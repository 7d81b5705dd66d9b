use serde::{Deserialize, Serialize};
use std::fs;
use std::path::{Path, PathBuf};
use std::time::Duration;

use crate::app_dirs::AppDirs;
use crate::passage::DEFAULT_PASSAGE_WORDS;
use crate::session::DEFAULT_DURATION_SECS;
use crate::TICK_RATE_MS;

#[derive(Debug, Clone, Serialize, Deserialize, PartialEq)]
#[serde(default)]
pub struct Config {
    pub number_of_secs: u64,
    pub number_of_words: usize,
    pub tick_rate_ms: u64,
    pub words_file: Option<PathBuf>,
}

impl Default for Config {
    fn default() -> Self {
        Self {
            number_of_secs: DEFAULT_DURATION_SECS,
            number_of_words: DEFAULT_PASSAGE_WORDS,
            tick_rate_ms: TICK_RATE_MS,
            words_file: None,
        }
    }
}

impl Config {
    pub fn duration(&self) -> Duration {
        Duration::from_secs(self.number_of_secs)
    }

    pub fn tick_interval(&self) -> Duration {
        Duration::from_millis(self.tick_rate_ms.max(1))
    }
}

pub trait ConfigStore {
    fn load(&self) -> Config;
    fn save(&self, cfg: &Config) -> std::io::Result<()>;
}

#[derive(Debug, Clone)]
pub struct FileConfigStore {
    path: PathBuf,
}

impl FileConfigStore {
    pub fn new() -> Self {
        Self {
            path: AppDirs::config_path(),
        }
    }

    pub fn with_path<P: AsRef<Path>>(p: P) -> Self {
        Self {
            path: p.as_ref().to_path_buf(),
        }
    }

    pub fn path(&self) -> &Path {
        &self.path
    }
}

impl Default for FileConfigStore {
    fn default() -> Self {
        Self::new()
    }
}

impl ConfigStore for FileConfigStore {
    /// Missing file means defaults; a broken file is logged and ignored.
    fn load(&self) -> Config {
        let bytes = match fs::read(&self.path) {
            Ok(bytes) => bytes,
            Err(e) if e.kind() == std::io::ErrorKind::NotFound => return Config::default(),
            Err(e) => {
                tracing::warn!(path = %self.path.display(), error = %e, "failed to read config");
                return Config::default();
            }
        };

        match serde_json::from_slice::<Config>(&bytes) {
            Ok(cfg) => cfg,
            Err(e) => {
                tracing::warn!(path = %self.path.display(), error = %e, "ignoring invalid config");
                Config::default()
            }
        }
    }

    fn save(&self, cfg: &Config) -> std::io::Result<()> {
        if let Some(parent) = self.path.parent() {
            fs::create_dir_all(parent)?;
        }
        let data = serde_json::to_vec_pretty(cfg)?;
        fs::write(&self.path, data)
    }
}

------------------------------------------------

### WORK INSTRUCTIONS
Set down every record once more, exactly as written.

### ANSWER TO THE PROBLEM
repository 7d81b5705dd66d9b
use serde::{Deserialize, Serialize};
use std::fs;
use std::path::{Path, PathBuf};
use std::time::Duration;

use crate::app_dirs::AppDirs;
use crate::passage::DEFAULT_PASSAGE_WORDS;
use crate::session::DEFAULT_DURATION_SECS;
use crate::TICK_RATE_MS;

#[derive(Debug, Clone, Serialize, Deserialize, PartialEq)]
#[serde(default)]
pub struct Config {
    pub number_of_secs: u64,
    pub number_of_words: usize,
    pub tick_rate_ms: u64,
    pub words_file: Option<PathBuf>,
}

impl Default for Config {
    fn default() -> Self {
        Self {
            number_of_secs: DEFAULT_DURATION_SECS,
            number_of_words: DEFAULT_PASSAGE_WORDS,
            tick_rate_ms: TICK_RATE_MS,
            words_file: None,
        }
    }
}

impl Config {
    pub fn duration(&self) -> Duration {
        Duration::from_secs(self.number_of_secs)
    }

    pub fn tick_interval(&self) -> Duration {
        Duration::from_millis(self.tick_rate_ms.max(1))
    }
}

pub trait ConfigStore {
    fn load(&self) -> Config;
    fn save(&self, cfg: &Config) -> std::io::Result<()>;
}

#[derive(Debug, Clone)]
pub struct FileConfigStore {
    path: PathBuf,
}

impl FileConfigStore {
    pub fn new() -> Self {
        Self {
            path: AppDirs::config_path(),
        }
    }

    pub fn with_path<P: AsRef<Path>>(p: P) -> Self {
        Self {
            path: p.as_ref().to_path_buf(),
        }
    }

    pub fn path(&self) -> &Path {
        &self.path
    }
}

impl Default for FileConfigStore {
    fn default() -> Self {
        Self::new()
    }
}

impl ConfigStore for FileConfigStore {
    /// Missing file means defaults; a broken file is logged and ignored.
    fn load(&self) -> Config {
        let bytes = match fs::read(&self.path) {
            Ok(bytes) => bytes,
            Err(e) if e.kind() == std::io::ErrorKind::NotFound => return Config::default(),
            Err(e) => {
                tracing::warn!(path = %self.path.display(), error = %e, "failed to read config");
                return Config::default();
            }
        };

        match serde_json::from_slice::<Config>(&bytes) {
            Ok(cfg) => cfg,
            Err(e) => {
                tracing::warn!(path = %self.path.display(), error = %e, "ignoring invalid config");
                Config::default()
            }
        }
    }

    fn save(&self, cfg: &Config) -> std::io::Result<()> {
        if let Some(parent) = self.path.parent() {
            fs::create_dir_all(parent)?;
        }
        let data = serde_json::to_vec_pretty(cfg)?;
        fs::write(&self.path, data)
    }
}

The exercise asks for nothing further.